1. One-game playoffs are awesome.
2. Division races become more significant, because the division winner avoids the huge risk of a one-game playoff.
3. The team that wins the wild card enters the full playoffs at more of a disadvantage, having had to get through the one-game playoff first (less rest; more pitcher usage).

What difference would it make right now?

1. In the AL, the battle for the AL East would be a significant battle. The runner-up would not get an automatic spot, but would instead host a one-game playoff. (I, for one—as a Red Sox fan having difficulty caring whether we win the division—would immediately start caring.) The Tigers and Mariners would still be in a significant battle for the second AL wild-card spot.

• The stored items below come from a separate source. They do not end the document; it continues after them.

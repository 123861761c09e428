// ── Gateway ──
//
// Owns the registry, the shared broker, and the three listening surfaces:
// HTTP/WebSocket, MJPEG video, and the UDP discovery responder. Cheap to
// clone; every axum handler receives one as state.

use std::net::{IpAddr, Ipv4Addr, SocketAddr};
use std::sync::Arc;
use std::time::Duration;

use axum::Router;
use axum::http::{HeaderMap, Uri};
use tokio::net::{TcpListener, UdpSocket};
use tokio_util::sync::CancellationToken;
use tracing::{info, warn};

use sdcp_api::discovery::{self, DiscoveryConfig};
use sdcp_api::BrokerManager;
use sdcp_core::{Device, Printer, PrinterConfig};

use crate::error::GatewayError;
use crate::registry::Registry;
use crate::responder::DiscoveryResponder;
use crate::rewrite::{DEVICE_HTTP_PORT, DEVICE_VIDEO_PORT, PublicAddress, Rewriter};
use crate::routing::{self, Route};
use crate::{api, proxy, ws};

// ── GatewayConfig ────────────────────────────────────────────────────

#[derive(Debug, Clone)]
pub struct GatewayConfig {
    pub bind: IpAddr,
    pub http_port: u16,
    pub video_port: u16,
    pub discovery_port: u16,
    /// Address clients use to reach the gateway. Detected when unset.
    pub external_host: Option<String>,
    /// Suppression window for repeated discovery probes.
    pub rate_limit: Duration,
    /// Stop once the last printer is unregistered.
    pub shutdown_when_empty: bool,
    /// Connect timeout for upstream HTTP and WebSocket requests.
    pub upstream_timeout: Duration,
    /// Port printers serve MJPEG on.
    pub upstream_video_port: u16,
}

impl Default for GatewayConfig {
    fn default() -> Self {
        Self {
            bind: IpAddr::V4(Ipv4Addr::UNSPECIFIED),
            http_port: DEVICE_HTTP_PORT,
            video_port: DEVICE_VIDEO_PORT,
            discovery_port: discovery::SDCP_DISCOVERY_PORT,
            external_host: None,
            rate_limit: Duration::from_secs(30),
            shutdown_when_empty: false,
            upstream_timeout: Duration::from_secs(10),
            upstream_video_port: DEVICE_VIDEO_PORT,
        }
    }
}

// ── Gateway ──────────────────────────────────────────────────────────

#[derive(Clone)]
pub struct Gateway {
    inner: Arc<GatewayInner>,
}

struct GatewayInner {
    config: GatewayConfig,
    registry: Arc<Registry>,
    broker: Arc<BrokerManager>,
    http: reqwest::Client,
    public: PublicAddress,
    cancel: CancellationToken,
}

impl Gateway {
    pub fn new(config: GatewayConfig, broker: Arc<BrokerManager>) -> Result<Self, GatewayError> {
        let http = reqwest::Client::builder()
            .connect_timeout(config.upstream_timeout)
            .redirect(reqwest::redirect::Policy::none())
            .build()?;
        let host = config
            .external_host
            .clone()
            .or_else(|| discovery::outbound_ip().map(|ip| ip.to_string()))
            .unwrap_or_else(|| Ipv4Addr::LOCALHOST.to_string());
        let public = PublicAddress {
            host,
            http_port: config.http_port,
            video_port: config.video_port,
        };
        Ok(Self {
            inner: Arc::new(GatewayInner {
                config,
                registry: Arc::new(Registry::new()),
                broker,
                http,
                public,
                cancel: CancellationToken::new(),
            }),
        })
    }

    pub fn config(&self) -> &GatewayConfig {
        &self.inner.config
    }

    pub fn registry(&self) -> &Arc<Registry> {
        &self.inner.registry
    }

    pub fn public_address(&self) -> &PublicAddress {
        &self.inner.public
    }

    pub(crate) fn http(&self) -> &reqwest::Client {
        &self.inner.http
    }

    /// Token cancelled when the gateway shuts down.
    pub fn cancel_token(&self) -> &CancellationToken {
        &self.inner.cancel
    }

    // ── Registration ─────────────────────────────────────────────

    /// Connect to a printer and register it. An id that is already
    /// registered keeps its existing connection.
    pub async fn register(&self, config: PrinterConfig) -> Result<Printer, GatewayError> {
        if let Some(existing) = self.registry().get(&config.device.id) {
            return Ok(existing);
        }
        let printer = Printer::with_broker(config, Arc::clone(&self.inner.broker));
        printer.connect().await?;
        match self.registry().insert(printer.clone()) {
            Ok(()) => Ok(printer),
            Err(duplicate) => {
                duplicate.disconnect().await;
                self.registry()
                    .get(&duplicate.device().id)
                    .ok_or_else(|| GatewayError::UnknownPrinter {
                        id: duplicate.device().id.clone(),
                    })
            }
        }
    }

    /// Unregister and disconnect a printer.
    pub async fn unregister(&self, id: &str) -> Result<(), GatewayError> {
        let printer = self
            .registry()
            .remove(id)
            .ok_or_else(|| GatewayError::UnknownPrinter { id: id.to_owned() })?;
        printer.disconnect().await;
        Ok(())
    }

    /// Discover printers and register every one not yet known. Returns
    /// how many were added; individual connect failures are logged.
    pub async fn register_discovered(&self, discovery: DiscoveryConfig) -> Result<usize, GatewayError> {
        let found = discovery::discover(discovery)
            .await
            .map_err(sdcp_core::CoreError::from)?;
        let mut added = 0;
        for advert in found {
            if self.registry().contains(&advert.id) {
                continue;
            }
            let device = Device::from(advert);
            let id = device.id.clone();
            match self.register(PrinterConfig::new(device)).await {
                Ok(_) => added += 1,
                Err(e) => warn!(printer = %id, error = %e, "discovered printer did not connect"),
            }
        }
        Ok(added)
    }

    // ── Routing helpers ──────────────────────────────────────────

    pub(crate) fn route(&self, uri: &Uri, headers: &HeaderMap) -> Result<(Printer, Route), GatewayError> {
        let ids = self.registry().ids();
        let route = routing::resolve(&ids, uri, headers).ok_or(GatewayError::NoPrinters)?;
        let printer = self
            .registry()
            .get(&route.device_id)
            .ok_or_else(|| GatewayError::UnknownPrinter {
                id: route.device_id.clone(),
            })?;
        Ok((printer, route))
    }

    pub(crate) fn lookup(&self, id: &str) -> Result<Printer, GatewayError> {
        self.registry()
            .get(id)
            .ok_or_else(|| GatewayError::UnknownPrinter { id: id.to_owned() })
    }

    /// The printer's HTTP/WebSocket port.
    pub(crate) fn upstream_port(printer: &Printer) -> u16 {
        printer.config().port.unwrap_or(DEVICE_HTTP_PORT)
    }

    pub(crate) fn rewriter(&self, printer: &Printer) -> Rewriter {
        let device = printer.device();
        Rewriter::for_device(&device.id, &device.host, Self::upstream_port(printer), self.public_address())
    }

    pub(crate) fn asset_rewriter(&self, printer: &Printer) -> Rewriter {
        let device = printer.device();
        Rewriter::for_assets(&device.id, &device.host, Self::upstream_port(printer), self.public_address())
    }

    // ── Surfaces ─────────────────────────────────────────────────

    /// REST API, WebSocket endpoints, and HTTP passthrough.
    pub fn http_router(&self) -> Router {
        api::routes()
            .merge(ws::routes())
            .fallback(proxy::passthrough)
            .with_state(self.clone())
    }

    /// MJPEG passthrough.
    pub fn video_router(&self) -> Router {
        Router::new()
            .fallback(proxy::video)
            .with_state(self.clone())
    }

    pub async fn serve_http(&self, listener: TcpListener) -> Result<(), GatewayError> {
        let shutdown = self.cancel_token().clone();
        axum::serve(listener, self.http_router())
            .with_graceful_shutdown(async move { shutdown.cancelled().await })
            .await?;
        Ok(())
    }

    pub async fn serve_video(&self, listener: TcpListener) -> Result<(), GatewayError> {
        let shutdown = self.cancel_token().clone();
        axum::serve(listener, self.video_router())
            .with_graceful_shutdown(async move { shutdown.cancelled().await })
            .await?;
        Ok(())
    }

    /// Bind all three surfaces and serve until `shutdown` fires, the
    /// gateway is shut down, or (when configured) the registry empties.
    pub async fn run(&self, shutdown: CancellationToken) -> Result<(), GatewayError> {
        let config = self.config();
        let http = bind_tcp("http", SocketAddr::new(config.bind, config.http_port)).await?;
        let video = bind_tcp("video", SocketAddr::new(config.bind, config.video_port)).await?;
        let discovery_addr = SocketAddr::new(config.bind, config.discovery_port);
        let udp = UdpSocket::bind(discovery_addr)
            .await
            .map_err(|source| GatewayError::Bind {
                surface: "discovery",
                addr: discovery_addr,
                source,
            })?;

        info!(
            http = %config.http_port,
            video = %config.video_port,
            discovery = %config.discovery_port,
            public_host = %self.public_address().host,
            printers = self.registry().len(),
            "gateway listening"
        );

        let cancel = self.cancel_token().clone();
        let responder = DiscoveryResponder::new(
            udp,
            Arc::clone(self.registry()),
            config.rate_limit,
            self.public_address().host.clone(),
        );
        tokio::spawn(responder.run(cancel.clone()));

        let outer = shutdown.clone();
        let inner = cancel.clone();
        tokio::spawn(async move {
            tokio::select! {
                () = outer.cancelled() => inner.cancel(),
                () = inner.cancelled() => {}
            }
        });

        if config.shutdown_when_empty {
            tokio::spawn(shutdown_when_empty(self.registry(), cancel.clone()));
        }

        let served = tokio::try_join!(self.serve_http(http), self.serve_video(video));
        cancel.cancel();

        for printer in self.registry().drain() {
            printer.disconnect().await;
        }
        info!("gateway stopped");
        served.map(|_| ())
    }

    pub fn shutdown(&self) {
        self.cancel_token().cancel();
    }
}

async fn bind_tcp(surface: &'static str, addr: SocketAddr) -> Result<TcpListener, GatewayError> {
    TcpListener::bind(addr)
        .await
        .map_err(|source| GatewayError::Bind { surface, addr, source })
}

/// Cancel once the registry goes from non-empty to empty. Subscribes at
/// call time so no removal after the call is missed.
fn shutdown_when_empty(
    registry: &Registry,
    cancel: CancellationToken,
) -> impl Future<Output = ()> + Send + 'static {
    let mut size = registry.subscribe_size();
    let mut populated = *size.borrow_and_update() > 0;
    async move {
        loop {
            tokio::select! {
                () = cancel.cancelled() => return,
                changed = size.changed() => {
                    if changed.is_err() {
                        return;
                    }
                }
            }
            let now = *size.borrow_and_update();
            if now > 0 {
                populated = true;
            } else if populated {
                info!("last printer unregistered, shutting down");
                cancel.cancel();
                return;
            }
        }
    }
}
// ── Core error types ──
//
// Domain-facing errors from sdcp-core. Consumers never see wire framing
// failures directly; the `From<sdcp_api::Error>` impl translates them.

use thiserror::Error;

#[derive(Debug, Error)]
pub enum CoreError {
    // ── Connection errors ────────────────────────────────────────────
    #[error("Not connected to printer")]
    NotConnected,

    #[error("Printer did not answer within {timeout_ms}ms")]
    Timeout { timeout_ms: u64 },

    #[error("Cannot connect to printer at {host}: {reason}")]
    ConnectionFailed { host: String, reason: String },

    #[error("Printer connection lost: {reason}")]
    ConnectionLost { reason: String },

    #[error("Printer refused registration: too many clients")]
    TooManyClients,

    #[error("Printer refused registration: {reason}")]
    RegistrationRejected { reason: String },

    // ── Operation errors ─────────────────────────────────────────────
    #[error("Printer rejected {command} (ack {ack})")]
    Rejected { command: String, ack: i64 },

    #[error("{operation} is not supported over {transport}")]
    Unsupported { operation: String, transport: String },

    #[error("Malformed printer message: {message}")]
    Malformed { message: String },

    // ── Lookup / setup errors ────────────────────────────────────────
    #[error("Printer not found: {identifier}")]
    DeviceNotFound { identifier: String },

    #[error("Configuration error: {message}")]
    Config { message: String },

    #[error("Discovery failed: {message}")]
    Discovery { message: String },

    #[error("Internal error: {0}")]
    Internal(String),
}

impl CoreError {
    /// Whether retrying on the same connection is sensible.
    pub fn is_retryable(&self) -> bool {
        matches!(self, Self::Timeout { .. } | Self::Rejected { .. })
    }

    /// Whether the owner has to reconnect before issuing more commands.
    pub fn needs_reconnect(&self) -> bool {
        matches!(
            self,
            Self::NotConnected | Self::ConnectionFailed { .. } | Self::ConnectionLost { .. }
        )
    }
}

// ── Conversion from transport-layer errors ───────────────────────────

impl From<sdcp_api::Error> for CoreError {
    fn from(err: sdcp_api::Error) -> Self {
        use sdcp_api::Error as Api;
        match err {
            Api::NotConnected => Self::NotConnected,
            Api::Timeout { timeout_ms } => Self::Timeout { timeout_ms },
            Api::Connection(reason) => Self::ConnectionLost { reason },
            Api::Disconnected => Self::ConnectionLost {
                reason: "disconnected while waiting for a response".into(),
            },
            Api::WebSocketConnect(reason) => Self::ConnectionFailed {
                host: String::new(),
                reason: format!("WebSocket: {reason}"),
            },
            Api::Mqtt(reason) => Self::ConnectionFailed {
                host: String::new(),
                reason: format!("MQTT: {reason}"),
            },
            Api::Io(e) => Self::ConnectionFailed {
                host: String::new(),
                reason: e.to_string(),
            },
            Api::TooManyClients => Self::TooManyClients,
            Api::RegistrationRejected { reason } => Self::RegistrationRejected { reason },
            Api::RegistrationTimeout { timeout_ms } => Self::RegistrationRejected {
                reason: format!("no registration response within {timeout_ms}ms"),
            },
            Api::Malformed { message, body: _ } => Self::Malformed { message },
            Api::Rejected { command, ack } => Self::Rejected {
                command: sdcp_command_label(command),
                ack,
            },
            Api::Discovery(message) => Self::Discovery { message },
            Api::Protocol(message) => Self::Internal(format!("MQTT protocol: {message}")),
        }
    }
}

fn sdcp_command_label(command: u32) -> String {
    match sdcp_api::sdcp::command::name(command) {
        "unknown" => format!("command {command}"),
        name => name.to_owned(),
    }
}
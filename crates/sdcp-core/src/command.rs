// ── Printer commands ──
//
// One typed vocabulary for every transport. Numeric inputs are clamped to
// device-safe ranges before they are encoded.

use std::sync::Arc;

use serde::{Deserialize, Serialize};
use serde_json::{Value, json};
use strum::{Display, EnumString};

use sdcp_api::mqtt::cc2::method;
use sdcp_api::sdcp::command as cmd;

use crate::model::{Attributes, PrintHistoryEntry, StatusSnapshot};

pub const FAN_RANGE: (u32, u32) = (0, 100);
pub const PRINT_SPEED_RANGE: (u32, u32) = (50, 160);
pub const NOZZLE_RANGE: (f64, f64) = (0.0, 320.0);
pub const BED_RANGE: (f64, f64) = (0.0, 110.0);

#[derive(
    Debug, Clone, Copy, PartialEq, Eq, Hash, Serialize, Deserialize, Display, EnumString,
)]
#[serde(rename_all = "lowercase")]
#[strum(serialize_all = "lowercase", ascii_case_insensitive)]
pub enum Fan {
    Model,
    #[strum(to_string = "auxiliary", serialize = "aux")]
    #[serde(alias = "aux")]
    Auxiliary,
    #[strum(to_string = "box", serialize = "chamber")]
    #[serde(alias = "chamber")]
    Box,
}

/// Everything a consumer can ask a printer to do.
#[derive(Debug, Clone, PartialEq, Serialize, Deserialize)]
#[serde(tag = "command", rename_all = "snake_case")]
pub enum Command {
    RefreshStatus,
    RefreshAttributes,
    Pause,
    Resume,
    Stop,
    SetFanSpeed { fan: Fan, percent: u32 },
    SetPrintSpeed { percent: u32 },
    SetNozzleTemp { celsius: f64 },
    SetBedTemp { celsius: f64 },
    SetLight { on: bool },
    SetVideo { enable: bool },
    ListHistory,
    HistoryDetail { task_ids: Vec<String> },
}

/// What a command produced, beyond the device's acknowledgement.
#[derive(Debug, Clone, Serialize)]
#[serde(tag = "result", content = "value", rename_all = "snake_case")]
pub enum CommandResult {
    Accepted,
    /// Stream URL after enabling video; `None` after disabling.
    VideoUrl(Option<String>),
    History(Arc<Vec<Arc<PrintHistoryEntry>>>),
    Status(Option<Arc<StatusSnapshot>>),
    Attributes(Option<Arc<Attributes>>),
}

fn clamp_f64(value: f64, (lo, hi): (f64, f64)) -> f64 {
    if value.is_nan() { lo } else { value.clamp(lo, hi) }
}

impl Command {
    /// Return a copy with every numeric input inside its device-safe range.
    pub fn clamped(&self) -> Self {
        match self {
            Self::SetFanSpeed { fan, percent } => Self::SetFanSpeed {
                fan: *fan,
                percent: (*percent).clamp(FAN_RANGE.0, FAN_RANGE.1),
            },
            Self::SetPrintSpeed { percent } => Self::SetPrintSpeed {
                percent: (*percent).clamp(PRINT_SPEED_RANGE.0, PRINT_SPEED_RANGE.1),
            },
            Self::SetNozzleTemp { celsius } => Self::SetNozzleTemp {
                celsius: clamp_f64(*celsius, NOZZLE_RANGE),
            },
            Self::SetBedTemp { celsius } => Self::SetBedTemp {
                celsius: clamp_f64(*celsius, BED_RANGE),
            },
            other => other.clone(),
        }
    }

    pub fn name(&self) -> &'static str {
        match self {
            Self::RefreshStatus => "refresh-status",
            Self::RefreshAttributes => "refresh-attributes",
            Self::Pause => "pause",
            Self::Resume => "resume",
            Self::Stop => "stop",
            Self::SetFanSpeed { .. } => "set-fan-speed",
            Self::SetPrintSpeed { .. } => "set-print-speed",
            Self::SetNozzleTemp { .. } => "set-nozzle-temp",
            Self::SetBedTemp { .. } => "set-bed-temp",
            Self::SetLight { .. } => "set-light",
            Self::SetVideo { .. } => "set-video",
            Self::ListHistory => "list-history",
            Self::HistoryDetail { .. } => "history-detail",
        }
    }

    /// SDCP `(Cmd, Data)` pair. Call on a clamped command.
    pub fn to_sdcp(&self) -> (u32, Value) {
        match self {
            Self::RefreshStatus => (cmd::STATUS, json!({})),
            Self::RefreshAttributes => (cmd::ATTRIBUTES, json!({})),
            Self::Pause => (cmd::PAUSE_PRINT, json!({})),
            Self::Resume => (cmd::RESUME_PRINT, json!({})),
            Self::Stop => (cmd::STOP_PRINT, json!({})),
            Self::SetFanSpeed { fan, percent } => {
                let key = match fan {
                    Fan::Model => "ModelFan",
                    Fan::Auxiliary => "AuxiliaryFan",
                    Fan::Box => "BoxFan",
                };
                (
                    cmd::SET_PARAMETERS,
                    json!({ "TargetFanSpeed": { key: percent } }),
                )
            }
            Self::SetPrintSpeed { percent } => {
                (cmd::SET_PARAMETERS, json!({ "PrintSpeedPct": percent }))
            }
            Self::SetNozzleTemp { celsius } => {
                (cmd::SET_PARAMETERS, json!({ "TempTargetNozzle": celsius }))
            }
            Self::SetBedTemp { celsius } => {
                (cmd::SET_PARAMETERS, json!({ "TempTargetHotbed": celsius }))
            }
            Self::SetLight { on } => (
                cmd::SET_PARAMETERS,
                json!({ "LightStatus": { "SecondLight": on, "RgbLight": if *on { [255, 255, 255] } else { [0, 0, 0] } } }),
            ),
            Self::SetVideo { enable } => (cmd::VIDEO_STREAM, json!({ "Enable": u8::from(*enable) })),
            Self::ListHistory => (cmd::HISTORY_LIST, json!({})),
            Self::HistoryDetail { task_ids } => (cmd::HISTORY_DETAIL, json!({ "Id": task_ids })),
        }
    }

    /// Inverted-MQTT `(method, params)` pair. Call on a clamped command.
    pub fn to_cc2(&self) -> (u32, Value) {
        match self {
            Self::RefreshStatus => (method::STATUS, json!({})),
            Self::RefreshAttributes => (method::ATTRIBUTES, json!({})),
            Self::Pause => (method::PAUSE_PRINT, json!({})),
            Self::Resume => (method::RESUME_PRINT, json!({})),
            Self::Stop => (method::STOP_PRINT, json!({})),
            Self::SetFanSpeed { fan, percent } => {
                let key = match fan {
                    Fan::Model => "fan",
                    Fan::Auxiliary => "aux_fan",
                    Fan::Box => "box_fan",
                };
                (method::SET_FAN, json!({ key: percent }))
            }
            Self::SetPrintSpeed { percent } => {
                (method::SET_PRINT_SPEED, json!({ "percent": percent }))
            }
            Self::SetNozzleTemp { celsius } => {
                (method::SET_TEMPERATURE, json!({ "extruder": celsius }))
            }
            Self::SetBedTemp { celsius } => {
                (method::SET_TEMPERATURE, json!({ "heater_bed": celsius }))
            }
            Self::SetLight { on } => (method::SET_LIGHT, json!({ "power": u8::from(*on) })),
            Self::SetVideo { enable } => (method::VIDEO_STREAM, json!({ "enable": u8::from(*enable) })),
            Self::ListHistory => (method::HISTORY_LIST, json!({})),
            Self::HistoryDetail { task_ids } => (method::HISTORY_DETAIL, json!({ "id": task_ids })),
        }
    }
}
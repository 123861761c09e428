//! Gateway daemon handler.

use std::time::Duration;

use tokio_util::sync::CancellationToken;
use tracing::{info, warn};

use sdcp_api::DiscoveryConfig;
use sdcp_config::GatewaySettings;
use sdcp_gateway::{Gateway, GatewayConfig};

use crate::cli::GatewayArgs;
use crate::error::CliError;

use super::Context;

fn gateway_config(settings: &GatewaySettings, args: &GatewayArgs) -> GatewayConfig {
    GatewayConfig {
        bind: settings.bind,
        http_port: args.http_port.unwrap_or(settings.http_port),
        video_port: args.video_port.unwrap_or(settings.video_port),
        discovery_port: settings.discovery_port,
        external_host: args
            .external_host
            .clone()
            .or_else(|| settings.external_host.clone()),
        rate_limit: Duration::from_secs(settings.rate_limit_secs),
        shutdown_when_empty: args.shutdown_when_empty || settings.shutdown_when_empty,
        ..GatewayConfig::default()
    }
}

pub async fn handle(args: GatewayArgs, ctx: &Context) -> Result<(), CliError> {
    let settings = &ctx.config.gateway;
    let gateway = Gateway::new(gateway_config(settings, &args), ctx.broker())?;

    for (name, profile) in &ctx.config.printers {
        let config = sdcp_config::profile_to_printer_config(profile, &ctx.config.defaults);
        if let Err(e) = gateway.register(config).await {
            warn!(profile = %name, host = %profile.host, error = %e, "printer not registered");
        }
    }

    if settings.auto_discover && !args.no_discover {
        let discovery = DiscoveryConfig {
            timeout: Duration::from_secs(ctx.config.defaults.discovery_timeout),
            ..DiscoveryConfig::default()
        };
        match gateway.register_discovered(discovery).await {
            Ok(added) => info!(added, "registered discovered printers"),
            Err(e) => warn!(error = %e, "discovery failed"),
        }
    }

    if gateway.registry().is_empty() {
        warn!("no printers registered; add some with POST /api/printers");
    }
    ctx.note(&format!(
        "Gateway serving {} printer(s) at http://{}:{}",
        gateway.registry().len(),
        gateway.public_address().host,
        gateway.config().http_port
    ));

    let shutdown = CancellationToken::new();
    let on_signal = shutdown.clone();
    tokio::spawn(async move {
        if tokio::signal::ctrl_c().await.is_ok() {
            info!("interrupt received, shutting down");
        }
        on_signal.cancel();
    });

    gateway.run(shutdown).await?;
    Ok(())
}

#[cfg(test)]
mod tests {
    use super::*;

    #[test]
    fn flags_override_settings() {
        let settings = GatewaySettings {
            external_host: Some("from-config.lan".into()),
            ..GatewaySettings::default()
        };
        let args = GatewayArgs {
            http_port: Some(8080),
            video_port: None,
            external_host: None,
            no_discover: true,
            shutdown_when_empty: true,
        };
        let config = gateway_config(&settings, &args);
        assert_eq!(config.http_port, 8080);
        assert_eq!(config.video_port, 3031);
        assert_eq!(config.external_host.as_deref(), Some("from-config.lan"));
        assert!(config.shutdown_when_empty);
        assert_eq!(config.rate_limit, Duration::from_secs(30));
    }
}
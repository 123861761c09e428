// ── Request routing ──
//
// Picks the target printer for an inbound request. Precedence:
//
//   1. `id` / `mainboard_id` query parameter
//   2. `/printer/<id>/...` path prefix
//   3. the same two forms inside the `Referer` URL
//   4. any path segment equal to a registered id
//   5. the first registered printer
//
// Only registered ids count at every step; an unknown id falls through.
// The id that decided the route is stripped from the forwarded URL.

use axum::http::{HeaderMap, Uri, header};
use url::form_urlencoded;

pub const QUERY_KEYS: [&str; 2] = ["id", "mainboard_id"];
pub const PATH_PREFIX: &str = "/printer/";

/// Which precedence step chose the printer.
#[derive(Debug, Clone, Copy, PartialEq, Eq)]
pub enum RouteSource {
    Query,
    Path,
    Referer,
    Segment,
    Fallback,
}

impl RouteSource {
    /// Whether the client named a printer, directly or through its referer.
    pub fn is_explicit(self) -> bool {
        !matches!(self, Self::Fallback)
    }
}

#[derive(Debug, Clone, PartialEq, Eq)]
pub struct Route {
    pub device_id: String,
    pub source: RouteSource,
    /// Path and query to send upstream, with the routing id removed.
    pub path_and_query: String,
}

/// Resolve a request against the registered ids, in registration order.
pub fn resolve(registered: &[String], uri: &Uri, headers: &HeaderMap) -> Option<Route> {
    let referer = headers.get(header::REFERER).and_then(|v| v.to_str().ok());
    resolve_parts(registered, uri.path(), uri.query(), referer)
}

/// Resolution over raw request parts.
pub fn resolve_parts(
    registered: &[String],
    path: &str,
    query: Option<&str>,
    referer: Option<&str>,
) -> Option<Route> {
    let known = |id: &str| registered.iter().any(|r| r == id);
    let query = query.unwrap_or_default();

    if let Some(id) = id_from_query(query, &known) {
        let stripped = strip_query_id(query, &id);
        return Some(route(id, RouteSource::Query, path, &stripped));
    }

    if let Some((id, rest)) = id_from_path_prefix(path, &known) {
        return Some(route(id, RouteSource::Path, &rest, query));
    }

    if let Some(id) = referer.and_then(|r| id_from_referer(r, &known)) {
        return Some(route(id, RouteSource::Referer, path, query));
    }

    if let Some((id, rest)) = id_from_segments(path, &known) {
        return Some(route(id, RouteSource::Segment, &rest, query));
    }

    registered
        .first()
        .map(|id| route(id.clone(), RouteSource::Fallback, path, query))
}

fn route(device_id: String, source: RouteSource, path: &str, query: &str) -> Route {
    let path = if path.is_empty() { "/" } else { path };
    let path_and_query = if query.is_empty() {
        path.to_owned()
    } else {
        format!("{path}?{query}")
    };
    Route {
        device_id,
        source,
        path_and_query,
    }
}

// ── Precedence steps ─────────────────────────────────────────────────

fn id_from_query(query: &str, known: &impl Fn(&str) -> bool) -> Option<String> {
    QUERY_KEYS.iter().find_map(|key| {
        form_urlencoded::parse(query.as_bytes())
            .find(|(k, v)| k == key && known(v))
            .map(|(_, v)| v.into_owned())
    })
}

fn strip_query_id(query: &str, id: &str) -> String {
    let mut out = form_urlencoded::Serializer::new(String::new());
    for (key, value) in form_urlencoded::parse(query.as_bytes()) {
        if QUERY_KEYS.contains(&&*key) && value == id {
            continue;
        }
        out.append_pair(&key, &value);
    }
    out.finish()
}

fn id_from_path_prefix(path: &str, known: &impl Fn(&str) -> bool) -> Option<(String, String)> {
    let rest = path.strip_prefix(PATH_PREFIX)?;
    let (id, tail) = rest.split_once('/').map_or((rest, ""), |(id, tail)| (id, tail));
    known(id).then(|| (id.to_owned(), format!("/{tail}")))
}

fn id_from_referer(referer: &str, known: &impl Fn(&str) -> bool) -> Option<String> {
    let url = url::Url::parse(referer).ok()?;
    id_from_query(url.query().unwrap_or_default(), known)
        .or_else(|| id_from_path_prefix(url.path(), known).map(|(id, _)| id))
        .or_else(|| id_from_segments(url.path(), known).map(|(id, _)| id))
}

fn id_from_segments(path: &str, known: &impl Fn(&str) -> bool) -> Option<(String, String)> {
    let segments: Vec<&str> = path.split('/').collect();
    let index = segments.iter().position(|s| !s.is_empty() && known(s))?;
    let id = (*segments.get(index)?).to_owned();
    let rest: Vec<&str> = segments
        .iter()
        .enumerate()
        .filter(|(i, _)| *i != index)
        .map(|(_, s)| *s)
        .collect();
    let rest = rest.join("/");
    Some((id, if rest.starts_with('/') { rest } else { format!("/{rest}") }))
}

2. In the NL, where the Padres and Phillies are currently duking it out (along with others) without playing each other, we’d be guaranteed to have them settle it on the field.

One downside: If both wild card teams are from the same division, you could potentially have a third-place team win the World Series. One way to avoid that would be to rule that the two wild card teams must come from different divisions (i.e., the two best second-place teams). This would mean that, for example, if the top 3 NL wild card teams were Padres-Rockies-Phillies, the Rockies would drop out, and the Padres would host the Phillies.

Toby Posted: September 24, 2007 at 12:40 PM | 42 comment(s)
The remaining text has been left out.